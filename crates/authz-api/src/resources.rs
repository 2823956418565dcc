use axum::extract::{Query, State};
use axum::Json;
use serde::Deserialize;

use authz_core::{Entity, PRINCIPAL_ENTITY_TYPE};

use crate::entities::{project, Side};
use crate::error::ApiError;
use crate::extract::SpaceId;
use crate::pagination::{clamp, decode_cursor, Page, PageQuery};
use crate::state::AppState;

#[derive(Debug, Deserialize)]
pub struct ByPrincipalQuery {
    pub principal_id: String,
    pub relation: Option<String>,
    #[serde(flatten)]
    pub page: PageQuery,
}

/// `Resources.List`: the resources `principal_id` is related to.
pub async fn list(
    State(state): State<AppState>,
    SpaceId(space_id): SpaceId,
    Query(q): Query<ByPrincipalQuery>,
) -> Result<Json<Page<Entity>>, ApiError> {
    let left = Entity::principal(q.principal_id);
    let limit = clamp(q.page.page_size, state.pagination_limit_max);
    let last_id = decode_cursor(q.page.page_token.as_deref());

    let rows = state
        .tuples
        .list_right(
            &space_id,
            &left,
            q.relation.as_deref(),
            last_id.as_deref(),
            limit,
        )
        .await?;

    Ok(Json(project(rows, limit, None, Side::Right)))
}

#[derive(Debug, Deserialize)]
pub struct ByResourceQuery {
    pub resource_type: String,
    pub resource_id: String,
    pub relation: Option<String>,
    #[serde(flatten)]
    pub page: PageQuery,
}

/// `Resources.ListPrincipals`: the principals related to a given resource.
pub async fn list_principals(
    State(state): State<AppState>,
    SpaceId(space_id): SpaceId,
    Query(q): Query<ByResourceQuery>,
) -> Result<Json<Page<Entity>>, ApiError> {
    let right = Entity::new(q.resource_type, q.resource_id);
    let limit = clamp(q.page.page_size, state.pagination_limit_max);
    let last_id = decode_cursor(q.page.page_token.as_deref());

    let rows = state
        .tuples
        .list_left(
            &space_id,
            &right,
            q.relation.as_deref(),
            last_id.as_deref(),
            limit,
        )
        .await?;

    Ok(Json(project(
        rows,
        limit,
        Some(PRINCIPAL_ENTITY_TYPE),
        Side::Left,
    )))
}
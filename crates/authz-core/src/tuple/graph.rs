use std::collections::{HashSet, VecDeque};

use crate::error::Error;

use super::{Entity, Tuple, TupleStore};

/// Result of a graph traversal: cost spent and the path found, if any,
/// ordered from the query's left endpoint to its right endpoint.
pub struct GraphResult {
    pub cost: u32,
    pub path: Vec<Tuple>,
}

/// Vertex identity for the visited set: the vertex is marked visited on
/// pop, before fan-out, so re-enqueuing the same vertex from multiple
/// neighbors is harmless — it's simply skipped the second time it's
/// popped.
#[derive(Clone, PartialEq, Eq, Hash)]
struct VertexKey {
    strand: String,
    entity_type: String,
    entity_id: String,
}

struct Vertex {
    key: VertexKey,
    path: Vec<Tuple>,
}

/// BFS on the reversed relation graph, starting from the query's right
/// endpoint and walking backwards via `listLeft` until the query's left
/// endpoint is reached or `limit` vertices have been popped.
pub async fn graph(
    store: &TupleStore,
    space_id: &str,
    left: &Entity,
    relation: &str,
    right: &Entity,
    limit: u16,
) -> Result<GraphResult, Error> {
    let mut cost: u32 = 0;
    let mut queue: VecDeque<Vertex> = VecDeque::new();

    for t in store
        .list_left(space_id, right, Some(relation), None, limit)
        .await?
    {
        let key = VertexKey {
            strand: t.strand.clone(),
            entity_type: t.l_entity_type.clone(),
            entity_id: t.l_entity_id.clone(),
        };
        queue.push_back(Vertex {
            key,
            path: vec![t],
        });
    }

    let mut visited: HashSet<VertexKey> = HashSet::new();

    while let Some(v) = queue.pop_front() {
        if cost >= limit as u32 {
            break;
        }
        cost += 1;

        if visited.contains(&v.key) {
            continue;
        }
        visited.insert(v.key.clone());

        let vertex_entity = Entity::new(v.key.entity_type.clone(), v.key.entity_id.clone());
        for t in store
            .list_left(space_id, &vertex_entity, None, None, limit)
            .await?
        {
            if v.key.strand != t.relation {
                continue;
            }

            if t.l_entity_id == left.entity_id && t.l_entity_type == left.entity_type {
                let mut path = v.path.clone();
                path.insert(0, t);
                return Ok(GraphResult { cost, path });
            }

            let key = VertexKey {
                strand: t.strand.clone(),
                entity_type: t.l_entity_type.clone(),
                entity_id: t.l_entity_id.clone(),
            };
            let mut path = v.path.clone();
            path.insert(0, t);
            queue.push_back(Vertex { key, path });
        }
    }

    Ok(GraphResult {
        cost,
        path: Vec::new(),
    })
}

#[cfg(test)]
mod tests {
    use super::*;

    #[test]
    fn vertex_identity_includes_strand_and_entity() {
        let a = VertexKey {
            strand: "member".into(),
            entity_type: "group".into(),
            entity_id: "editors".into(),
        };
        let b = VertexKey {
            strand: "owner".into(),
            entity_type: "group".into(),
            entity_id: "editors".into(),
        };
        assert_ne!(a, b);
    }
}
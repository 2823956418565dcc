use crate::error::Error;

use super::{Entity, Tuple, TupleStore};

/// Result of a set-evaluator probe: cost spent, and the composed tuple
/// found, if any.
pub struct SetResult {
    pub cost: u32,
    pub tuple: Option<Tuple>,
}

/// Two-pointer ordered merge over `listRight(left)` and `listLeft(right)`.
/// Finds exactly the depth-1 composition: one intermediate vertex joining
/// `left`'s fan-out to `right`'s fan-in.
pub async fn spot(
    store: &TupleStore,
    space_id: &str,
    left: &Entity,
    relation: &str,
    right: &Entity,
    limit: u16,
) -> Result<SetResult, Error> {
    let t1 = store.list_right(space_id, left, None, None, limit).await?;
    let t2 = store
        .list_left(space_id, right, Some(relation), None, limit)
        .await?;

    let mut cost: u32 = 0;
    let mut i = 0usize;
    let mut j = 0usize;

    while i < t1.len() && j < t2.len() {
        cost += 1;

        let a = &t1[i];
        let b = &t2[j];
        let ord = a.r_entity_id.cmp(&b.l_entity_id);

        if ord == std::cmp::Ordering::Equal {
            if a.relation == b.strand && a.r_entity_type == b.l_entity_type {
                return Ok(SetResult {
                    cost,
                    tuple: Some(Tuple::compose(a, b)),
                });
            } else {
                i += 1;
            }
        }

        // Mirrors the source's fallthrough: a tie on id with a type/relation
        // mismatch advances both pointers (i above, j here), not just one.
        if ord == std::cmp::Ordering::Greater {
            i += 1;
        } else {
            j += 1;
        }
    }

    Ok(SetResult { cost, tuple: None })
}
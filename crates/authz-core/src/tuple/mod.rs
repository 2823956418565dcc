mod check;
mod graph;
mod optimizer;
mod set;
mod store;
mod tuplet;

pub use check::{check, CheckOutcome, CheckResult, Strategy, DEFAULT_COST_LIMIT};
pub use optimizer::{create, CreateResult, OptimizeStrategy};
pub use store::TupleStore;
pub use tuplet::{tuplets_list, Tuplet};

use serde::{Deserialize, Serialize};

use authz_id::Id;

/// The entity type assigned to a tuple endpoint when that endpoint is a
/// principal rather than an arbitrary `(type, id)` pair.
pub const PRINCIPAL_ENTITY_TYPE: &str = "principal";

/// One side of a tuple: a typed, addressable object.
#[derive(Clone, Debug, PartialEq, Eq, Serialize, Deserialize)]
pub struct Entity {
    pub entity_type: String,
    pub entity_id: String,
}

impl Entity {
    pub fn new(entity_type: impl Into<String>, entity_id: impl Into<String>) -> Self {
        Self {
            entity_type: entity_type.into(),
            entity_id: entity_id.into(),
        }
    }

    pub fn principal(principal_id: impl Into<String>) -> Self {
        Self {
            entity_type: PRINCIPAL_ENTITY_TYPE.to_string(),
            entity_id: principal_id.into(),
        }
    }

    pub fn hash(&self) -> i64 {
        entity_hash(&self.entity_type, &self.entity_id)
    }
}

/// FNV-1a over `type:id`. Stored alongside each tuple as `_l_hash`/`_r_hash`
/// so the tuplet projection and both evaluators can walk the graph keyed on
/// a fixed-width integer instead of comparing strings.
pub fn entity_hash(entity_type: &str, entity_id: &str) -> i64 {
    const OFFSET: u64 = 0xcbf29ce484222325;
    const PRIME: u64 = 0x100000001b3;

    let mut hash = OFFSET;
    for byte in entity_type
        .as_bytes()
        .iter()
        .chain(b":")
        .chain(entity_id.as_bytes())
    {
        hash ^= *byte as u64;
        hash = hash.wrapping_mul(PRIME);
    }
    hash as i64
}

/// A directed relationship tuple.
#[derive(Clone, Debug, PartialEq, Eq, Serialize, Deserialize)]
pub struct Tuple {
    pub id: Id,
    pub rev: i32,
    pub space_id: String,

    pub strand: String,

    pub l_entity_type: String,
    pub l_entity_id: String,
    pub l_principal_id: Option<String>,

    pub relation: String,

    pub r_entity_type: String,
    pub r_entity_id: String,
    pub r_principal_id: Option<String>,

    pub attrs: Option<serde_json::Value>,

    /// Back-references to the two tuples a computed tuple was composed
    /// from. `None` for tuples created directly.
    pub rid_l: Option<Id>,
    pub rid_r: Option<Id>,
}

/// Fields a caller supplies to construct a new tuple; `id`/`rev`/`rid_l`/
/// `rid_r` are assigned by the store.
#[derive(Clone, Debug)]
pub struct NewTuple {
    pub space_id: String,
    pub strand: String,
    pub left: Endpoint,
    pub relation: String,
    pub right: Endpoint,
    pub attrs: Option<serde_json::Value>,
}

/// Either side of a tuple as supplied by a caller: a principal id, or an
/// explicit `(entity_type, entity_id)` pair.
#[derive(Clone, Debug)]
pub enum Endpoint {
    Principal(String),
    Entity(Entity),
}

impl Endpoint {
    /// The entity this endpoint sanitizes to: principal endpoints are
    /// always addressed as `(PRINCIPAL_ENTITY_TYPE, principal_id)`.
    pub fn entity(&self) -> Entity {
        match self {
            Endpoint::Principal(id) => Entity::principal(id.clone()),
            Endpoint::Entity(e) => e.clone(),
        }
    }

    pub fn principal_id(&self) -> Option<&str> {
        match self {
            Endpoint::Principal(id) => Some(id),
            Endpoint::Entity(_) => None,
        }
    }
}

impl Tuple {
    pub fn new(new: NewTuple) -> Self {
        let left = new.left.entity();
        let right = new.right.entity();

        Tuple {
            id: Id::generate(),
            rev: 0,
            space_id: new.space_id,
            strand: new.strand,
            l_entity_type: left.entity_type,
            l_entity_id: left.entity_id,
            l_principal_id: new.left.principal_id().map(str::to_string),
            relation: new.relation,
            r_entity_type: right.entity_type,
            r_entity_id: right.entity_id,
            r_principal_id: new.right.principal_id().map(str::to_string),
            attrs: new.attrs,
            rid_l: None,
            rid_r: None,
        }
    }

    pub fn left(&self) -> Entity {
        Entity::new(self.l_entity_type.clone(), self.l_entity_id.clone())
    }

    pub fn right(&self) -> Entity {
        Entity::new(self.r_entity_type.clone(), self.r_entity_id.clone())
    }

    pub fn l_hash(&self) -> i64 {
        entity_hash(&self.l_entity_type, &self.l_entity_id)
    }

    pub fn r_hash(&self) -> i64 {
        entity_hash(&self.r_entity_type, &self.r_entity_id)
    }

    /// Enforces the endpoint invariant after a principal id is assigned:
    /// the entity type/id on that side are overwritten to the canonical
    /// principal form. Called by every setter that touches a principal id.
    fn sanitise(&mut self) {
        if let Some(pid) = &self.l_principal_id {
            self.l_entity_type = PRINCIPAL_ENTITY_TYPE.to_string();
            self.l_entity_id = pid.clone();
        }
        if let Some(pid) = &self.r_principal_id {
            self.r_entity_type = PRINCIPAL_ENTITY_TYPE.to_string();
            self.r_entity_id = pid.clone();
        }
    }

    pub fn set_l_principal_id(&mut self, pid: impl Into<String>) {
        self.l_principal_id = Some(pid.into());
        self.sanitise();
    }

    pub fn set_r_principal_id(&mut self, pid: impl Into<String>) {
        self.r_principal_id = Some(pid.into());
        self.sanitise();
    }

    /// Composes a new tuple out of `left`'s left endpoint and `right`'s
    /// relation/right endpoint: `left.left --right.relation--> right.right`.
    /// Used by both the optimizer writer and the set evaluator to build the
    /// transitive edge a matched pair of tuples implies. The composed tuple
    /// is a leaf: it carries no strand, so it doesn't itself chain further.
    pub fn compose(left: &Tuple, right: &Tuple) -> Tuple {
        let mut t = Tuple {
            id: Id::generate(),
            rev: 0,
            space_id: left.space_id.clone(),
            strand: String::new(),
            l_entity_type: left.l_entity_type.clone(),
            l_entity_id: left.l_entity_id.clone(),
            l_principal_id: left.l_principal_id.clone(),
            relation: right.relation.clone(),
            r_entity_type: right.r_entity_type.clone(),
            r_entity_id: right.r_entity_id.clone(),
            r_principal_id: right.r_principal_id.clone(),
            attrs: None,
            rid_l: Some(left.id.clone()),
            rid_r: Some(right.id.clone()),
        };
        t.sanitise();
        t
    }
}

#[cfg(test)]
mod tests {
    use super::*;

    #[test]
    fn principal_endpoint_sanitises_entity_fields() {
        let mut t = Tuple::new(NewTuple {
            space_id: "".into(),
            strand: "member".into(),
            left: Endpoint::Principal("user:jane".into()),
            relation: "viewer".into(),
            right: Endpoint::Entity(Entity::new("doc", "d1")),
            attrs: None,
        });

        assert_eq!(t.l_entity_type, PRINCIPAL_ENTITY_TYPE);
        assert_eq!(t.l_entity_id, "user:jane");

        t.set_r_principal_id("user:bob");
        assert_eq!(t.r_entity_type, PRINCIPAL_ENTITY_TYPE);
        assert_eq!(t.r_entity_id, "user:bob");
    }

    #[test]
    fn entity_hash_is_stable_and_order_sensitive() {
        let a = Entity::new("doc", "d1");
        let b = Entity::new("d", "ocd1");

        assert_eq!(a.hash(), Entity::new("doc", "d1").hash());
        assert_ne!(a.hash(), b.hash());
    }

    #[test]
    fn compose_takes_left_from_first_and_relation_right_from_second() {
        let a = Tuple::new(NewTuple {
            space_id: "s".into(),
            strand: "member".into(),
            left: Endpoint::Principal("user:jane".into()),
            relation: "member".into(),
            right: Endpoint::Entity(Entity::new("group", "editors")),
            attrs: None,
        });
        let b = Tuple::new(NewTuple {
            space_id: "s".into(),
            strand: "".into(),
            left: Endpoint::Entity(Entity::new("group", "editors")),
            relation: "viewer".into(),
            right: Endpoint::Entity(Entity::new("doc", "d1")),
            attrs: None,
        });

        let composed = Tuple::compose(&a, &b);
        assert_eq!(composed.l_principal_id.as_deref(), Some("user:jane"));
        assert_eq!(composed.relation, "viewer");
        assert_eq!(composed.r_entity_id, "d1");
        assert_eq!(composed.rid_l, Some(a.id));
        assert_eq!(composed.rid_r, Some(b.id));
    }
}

* Assignment: Report every line containing the word "listLeft" from the listing above.

* Written solution:
/// endpoint and walking backwards via `listLeft` until the query's left
/// Two-pointer ordered merge over `listRight(left)` and `listLeft(right)`.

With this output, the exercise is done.